Potentially lethal cold weather is also an integral part of treatment decisions. You can't really watch people coming in to appointments wearing summer clothing in this weather without doing an assessment for cold weather safety. It becomes part of the discharge decision making. Exactly how stable is the person's housing and how likely are they to keep themselves safe? Can they walk 10 blocks from the hospital to their apartment wearing a sweat suit, basketball shoes, and no hat? Should they be discharged to the street, even if they want to be? Should they be discharged if a managed care reviewer says that they should be discharged? We are generally talking about people who have chronic problems with insight and judgment. What about people with suicidal ideation? What about the person with chronic drug problems who has a history of drug induced blackouts and waking up on park benches? What about the person with Alzheimer’s disease who does not have 24 hour supervision?
How do you make an unbiased decision in that context? I can say that you don’t. You don’t because as a psychiatrist you are aware of all of the adverse outcomes. The continuum of severe frostbite injuries to the hypothermic who could not be resuscitated to those who were found frozen to death. You don’t want to see that happen to anyone. You don’t care if somebody wants to call that paternalistic. You don’t really care if it costs a managed care company or (more likely) a hospital a few bucks. You have been there yourself and you know you cannot take any chances in subzero weather. It’s not about a fear of being sued, it’s about concern for a fellow human being.
There are implications for the imminent dangerousness standard that is commonly applied to involuntary holds. I have argued with enough county attorneys over the years to understand that the standard itself is purely subjective and arbitrary. No matter how it appears on paper you will hear ten different interpretations from 10 different county attorneys. There are a few states where a gravely disabled standard applies. That standard states that a person may have problematic judgment to the point that it potentially impacts their ability to secure adequate food, medical care, or housing. That standard probably generally applies in these situations, but if you happen to be in a state where there is no statute or the county courts ignore it for convenience or financial reasons it may not be available for use.
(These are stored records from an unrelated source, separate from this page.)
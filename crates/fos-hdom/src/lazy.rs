//! Lazy Accessor Slots
//!
//! Tagged slot for derived objects that are created on first read, cached on
//! the node and invalidated when the node is torn down. "Never read" and
//! "torn down" are distinct states, so a released slot is never silently
//! re-created.

/// Lazily materialized value
#[derive(Debug, Clone, Default, PartialEq, Eq)]
pub enum LazySlot<T> {
    /// Not materialized yet
    #[default]
    Vacant,
    /// Materialized and cached
    Ready(T),
    /// Owner was torn down
    Released,
}

impl<T> LazySlot<T> {
    pub fn get(&self) -> Option<&T> {
        match self {
            Self::Ready(value) => Some(value),
            _ => None,
        }
    }

    pub fn get_mut(&mut self) -> Option<&mut T> {
        match self {
            Self::Ready(value) => Some(value),
            _ => None,
        }
    }

    /// Materialize on first access. Returns `None` once released.
    pub fn get_or_init(&mut self, init: impl FnOnce() -> T) -> Option<&mut T> {
        if matches!(self, Self::Vacant) {
            *self = Self::Ready(init());
        }
        self.get_mut()
    }

    pub fn is_ready(&self) -> bool {
        matches!(self, Self::Ready(_))
    }

    pub fn is_released(&self) -> bool {
        matches!(self, Self::Released)
    }

    /// Invalidate, handing back the cached value if there was one
    pub fn release(&mut self) -> Option<T> {
        match std::mem::replace(self, Self::Released) {
            Self::Ready(value) => Some(value),
            _ => None,
        }
    }
}

#[cfg(test)]
mod tests {
    use super::*;

    #[test]
    fn test_init_once() {
        let mut slot = LazySlot::Vacant;
        let mut calls = 0;

        slot.get_or_init(|| {
            calls += 1;
            5
        });
        slot.get_or_init(|| {
            calls += 1;
            6
        });

        assert_eq!(calls, 1);
        assert_eq!(slot.get(), Some(&5));
    }

    #[test]
    fn test_released_stays_released() {
        let mut slot = LazySlot::Ready(1);
        assert_eq!(slot.release(), Some(1));
        assert!(slot.is_released());
        assert_eq!(slot.get_or_init(|| 2), None);
    }

    #[test]
    fn test_vacant_is_not_ready() {
        let slot: LazySlot<u8> = LazySlot::default();
        assert!(!slot.is_ready());
        assert_eq!(slot.get(), None);
    }
}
Those are the kinds of things I think about when it gets this cold. I do get the occasional lighthearted thoughts – making sure I recall the thermodynamic equations that show my car battery dependent on temperature and telling myself that I am going to call Columbia and ask them if they make some type of expedition wear that is warmer than my current Titanium coat. But mostly – I hope the most vulnerable among us get the help they need and nobody gets injured or killed. Hopefully someday people will think about the fact that some people have a hard time protecting themselves - irrespective of the air temperature.
George Dawson, MD, DFAPA
Andy Rathbun. Regions Hospital Sees "Record-Breaking" Number of Frostbite Cases. St. Paul Pioneer Press. January 6, 2013.
From the article:
"Most of the people that come in with severe frostbite are "in some way compromised," he said. A small number are physically or mentally disabled, but a majority are people who have consumed too much alcohol or were abusing drugs and didn't realize how cold it was outside, Edmonson said."